Lo studente più battagliero sosteneva tale posizione partendo dal fatto che le guerre ci
sono sempre state dunque esse sono il momento per eccellenza della disumanità e
dell’assenza della pietà. In sostanza i miei studenti capiscono che il sentimento più
umano, più adatto al nostro essere uomini è la pietas che coincide con l’essere
pienamente e ‘umanamente’ uomini e quindi nel riconoscere l’altro come noi. Il
ragionamento ci ha portato poi a considerare che solo avendo di fronte la realtà del viso
dell’altro si possono provare autentici sentimenti. Pensate a come si apre qui un capitolo
illimitato sugli strumenti informatici e sul mondo virtuale.

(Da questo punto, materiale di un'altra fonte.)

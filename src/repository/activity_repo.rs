use crate::model::activity::ActivityEntry;
use crate::repository::repository_error::{RepositoryError, RepositoryResult};
use async_trait::async_trait;

#[async_trait]
pub trait ActivityRepository: Send + Sync {
    async fn record(&self, entry: ActivityEntry) -> RepositoryResult<()>;
}

pub struct MongoActivityRepository {
    collection: mongodb::Collection<ActivityEntry>,
}

impl MongoActivityRepository {
    pub fn new(db: &mongodb::Database) -> Self {
        MongoActivityRepository {
            collection: db.collection::<ActivityEntry>("activities"),
        }
    }
}

#[async_trait]
impl ActivityRepository for MongoActivityRepository {
    async fn record(&self, entry: ActivityEntry) -> RepositoryResult<()> {
        self.collection
            .insert_one(entry, None)
            .await
            .map(|_| ())
            .map_err(|e| RepositoryError::database(format!("Failed to record activity: {}", e)))
    }
}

Tralasciando questo aspetto, che
è comunque importante, anch’io ritengo che se si cresce in ‘sapienza e grazia’ si è anche
uomini e donne capaci di sentimenti elevati e di profondi ideali. Al di là delle riflessioni
espresse, i miei studenti, che hanno tra i 16 e i 19 anni, dimostrano in molti casi di essere
‘pietosi’ sebbene in gradi differenti e, quasi sempre, in modo da non esserne consapevoli.

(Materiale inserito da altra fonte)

//! Follow-up ledger rules: building entries, deriving the lead temperature
//! and classifying admissions. Everything here is pure.

use bson::oid::ObjectId;
use chrono::{DateTime, Utc};

use crate::dto::follow_up_dto::FollowUpRequest;
use crate::model::follow_up::{FollowUp, LeadStage};
use crate::model::inquiry::{Department, Inquiry, LeadStatus};
use crate::model::settings::OptionSettings;
use crate::model::user::{Actor, Role};
use crate::util::error::ServiceError;

pub const ADMISSION_SUB_STAGE: &str = "Confirmed Admission";

fn is_admission(follow_up: &FollowUp) -> bool {
    follow_up.lead_stage == Some(LeadStage::Hot) && follow_up.sub_stage.as_deref() == Some(ADMISSION_SUB_STAGE)
}

/// Latest entry by creation time; on equal timestamps the later-appended one.
pub fn latest(follow_ups: &[FollowUp]) -> Option<&FollowUp> {
    follow_ups.iter().max_by_key(|f| f.created_at)
}

pub fn is_admitted(follow_ups: &[FollowUp]) -> bool {
    latest(follow_ups).map(is_admission).unwrap_or(false)
}

/// Creation time of the most recent admission entry, which need not be the
/// most recent follow-up overall.
pub fn admission_date(follow_ups: &[FollowUp]) -> Option<DateTime<Utc>> {
    follow_ups.iter().filter(|f| is_admission(f)).map(|f| f.created_at).max()
}

/// Status implied by a payload, using only explicitly supplied values.
pub fn derive_status(department: Department, request: &FollowUpRequest) -> Option<LeadStatus> {
    match (department, request.lead_stage, request.inquiry_status) {
        (Department::Sales, Some(stage), _) => Some(stage.to_status()),
        (_, _, Some(status)) => Some(status.to_status()),
        _ => None,
    }
}

/// Sub-stages are checked against the catalog only at write time.
pub fn validate_against_catalog(request: &FollowUpRequest, settings: &OptionSettings) -> Result<(), ServiceError> {
    let Some(stage) = request.lead_stage else {
        if request.sub_stage.is_some() {
            return Err(ServiceError::validation("subStage", "subStage requires a leadStage"));
        }
        return Ok(());
    };
    let option = settings
        .lead_stage(stage.label())
        .ok_or_else(|| ServiceError::validation("leadStage", format!("'{}' is not a configured lead stage", stage.label())))?;
    if let Some(ref sub_stage) = request.sub_stage {
        if !option.sub_stages.iter().any(|s| s == sub_stage) {
            return Err(ServiceError::validation(
                "subStage",
                format!("'{}' is not a sub-stage of '{}'", sub_stage, stage.label()),
            ));
        }
    }
    Ok(())
}

pub fn build(actor: &Actor, request: &FollowUpRequest, now: DateTime<Utc>) -> FollowUp {
    FollowUp {
        id: ObjectId::new(),
        kind: request.kind.unwrap_or_default(),
        created_by: actor.id,
        created_at: now,
        updated_at: None,
        title: request.title.clone(),
        next_follow_up_date: request.next_follow_up_date,
        inquiry_status: request.inquiry_status.unwrap_or_default(),
        lead_stage: request.lead_stage,
        sub_stage: request.sub_stage.clone(),
        message: request.message.clone(),
    }
}

/// Overlays the supplied fields on a stored entry. Author and creation time
/// never change.
pub fn merge(existing: &FollowUp, request: &FollowUpRequest, now: DateTime<Utc>) -> FollowUp {
    let mut merged = existing.clone();
    if let Some(kind) = request.kind {
        merged.kind = kind;
    }
    if request.title.is_some() {
        merged.title = request.title.clone();
    }
    if request.next_follow_up_date.is_some() {
        merged.next_follow_up_date = request.next_follow_up_date;
    }
    if let Some(status) = request.inquiry_status {
        merged.inquiry_status = status;
    }
    if request.lead_stage.is_some() {
        merged.lead_stage = request.lead_stage;
    }
    if request.sub_stage.is_some() {
        merged.sub_stage = request.sub_stage.clone();
    }
    if request.message.is_some() {
        merged.message = request.message.clone();
    }
    merged.updated_at = Some(now);
    merged
}

pub fn can_add(actor: &Actor, inquiry: &Inquiry) -> bool {
    actor.is_any(&[Role::Admin, Role::Presales, Role::Sales])
        || inquiry.created_by == actor.id
        || inquiry.is_owned_by(&actor.id)
}

pub fn can_update(actor: &Actor, inquiry: &Inquiry, follow_up: &FollowUp) -> bool {
    can_add(actor, inquiry) || follow_up.created_by == actor.id
}

pub fn can_delete(actor: &Actor, follow_up: &FollowUp) -> bool {
    actor.is_any(&[Role::Admin, Role::Presales]) || follow_up.created_by == actor.id
}

#[cfg(test)]
mod tests {
    use super::*;
    use crate::model::follow_up::PresalesStatus;
    use crate::util::timestamp;

    fn entry(stage: LeadStage, sub_stage: &str, created_at: DateTime<Utc>) -> FollowUp {
        let request = FollowUpRequest {
            lead_stage: Some(stage),
            sub_stage: Some(sub_stage.to_string()),
            ..Default::default()
        };
        build(&Actor::new(ObjectId::new(), Role::Sales), &request, created_at)
    }

    #[test]
    fn test_admission_follows_latest_entry() {
        let t1 = timestamp::now();
        let t2 = t1 + chrono::Duration::minutes(5);
        let warm = entry(LeadStage::Warm, "Follow-up", t1);
        let admitted = entry(LeadStage::Hot, ADMISSION_SUB_STAGE, t2);

        assert!(is_admitted(&[warm.clone(), admitted.clone()]));

        let mut later_warm = warm.clone();
        later_warm.created_at = t2 + chrono::Duration::minutes(1);
        assert!(!is_admitted(&[admitted.clone(), later_warm.clone()]));
        assert_eq!(admission_date(&[admitted, later_warm]), Some(t2));
        assert!(!is_admitted(&[]));
    }

    #[test]
    fn test_tie_goes_to_last_appended() {
        let t = timestamp::now();
        let admitted = entry(LeadStage::Hot, ADMISSION_SUB_STAGE, t);
        let warm = entry(LeadStage::Warm, "Follow-up", t);
        assert!(!is_admitted(&[admitted.clone(), warm.clone()]));
        assert!(is_admitted(&[warm, admitted]));
    }

    #[test]
    fn test_derive_status() {
        let sales_stage = FollowUpRequest {
            lead_stage: Some(LeadStage::NotInterested),
            inquiry_status: Some(PresalesStatus::Hot),
            ..Default::default()
        };
        assert_eq!(derive_status(Department::Sales, &sales_stage), Some(LeadStatus::NotInterested));
        // lead stages only count in the sales department
        assert_eq!(derive_status(Department::Presales, &sales_stage), Some(LeadStatus::Hot));
        assert_eq!(derive_status(Department::Presales, &FollowUpRequest::default()), None);
    }

    #[test]
    fn test_defaults_applied_on_build() {
        let f = build(&Actor::new(ObjectId::new(), Role::Presales), &FollowUpRequest::default(), timestamp::now());
        assert_eq!(f.kind, crate::model::follow_up::FollowUpType::Call);
        assert_eq!(f.inquiry_status, PresalesStatus::Warm);
    }

    #[test]
    fn test_catalog_validation() {
        let settings = OptionSettings::default();
        let ok = FollowUpRequest {
            lead_stage: Some(LeadStage::Hot),
            sub_stage: Some(ADMISSION_SUB_STAGE.to_string()),
            ..Default::default()
        };
        assert!(validate_against_catalog(&ok, &settings).is_ok());

        let wrong = FollowUpRequest {
            lead_stage: Some(LeadStage::Cold),
            sub_stage: Some(ADMISSION_SUB_STAGE.to_string()),
            ..Default::default()
        };
        assert!(matches!(
            validate_against_catalog(&wrong, &settings),
            Err(ServiceError::Validation { ref field, .. }) if field == "subStage"
        ));
    }
}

Fin qui una veloce premessa. Si tratta a questo punto di procedere con più ordine.
Dunque, le domande che mi pongo sono fondamentalmente tre:
1- C'è bisogno di un'educazione specifica per i sentimenti?
2- Di chi è la responsabilità di portarla avanti?
3- Che cosa sono i sentimenti? E qual è il sentimento (o i sentimenti) più importante
Parto dalla prima questione, sebbene sarebbe più logico partire dall’ultima, che però è
più complicata. La mia tesi è appunto che c’è bisogno di educazione secondo tutta
l’estensione che tale termine può assumere e sul quale non mi dilungo poiché mi trovo di
fronte a un pubblico molto qualificato. Io ritengo che educare significa per ciò stesso anche
coltivare i sentimenti più profondi dell’essere umano.
I primi educatori sono i genitori ai quali è demandato il compito di crescere la
persona in tutte le dimensioni. Nella scuola, come docenti, dovremmo educare
attraverso l’insegnamento. Vorrei solo ricordare che l'elemento fondamentale
dell'educazione è trasmettere al giovane un'ipotesi positiva sulla vita che in primo
luogo convince chi la vive. Si tratta di una proposta che si rivolge alla libertà del
discente, senza della quale non si avanza di un passo. Inoltre, il processo educativo
coinvolge tutta la persona: mente, cuore, corpo. La persona infatti si muove
nell’unità di tutte le dimensione.
In sostanza, voglio dire che l’educazione è un fatto globale. Per rispondere alla prima
domanda che ho formulato, direi che basterebbe educare per educare anche ai sentimenti
In effetti, l’educazione è sinonimo di umanità, di crescita come esseri umani.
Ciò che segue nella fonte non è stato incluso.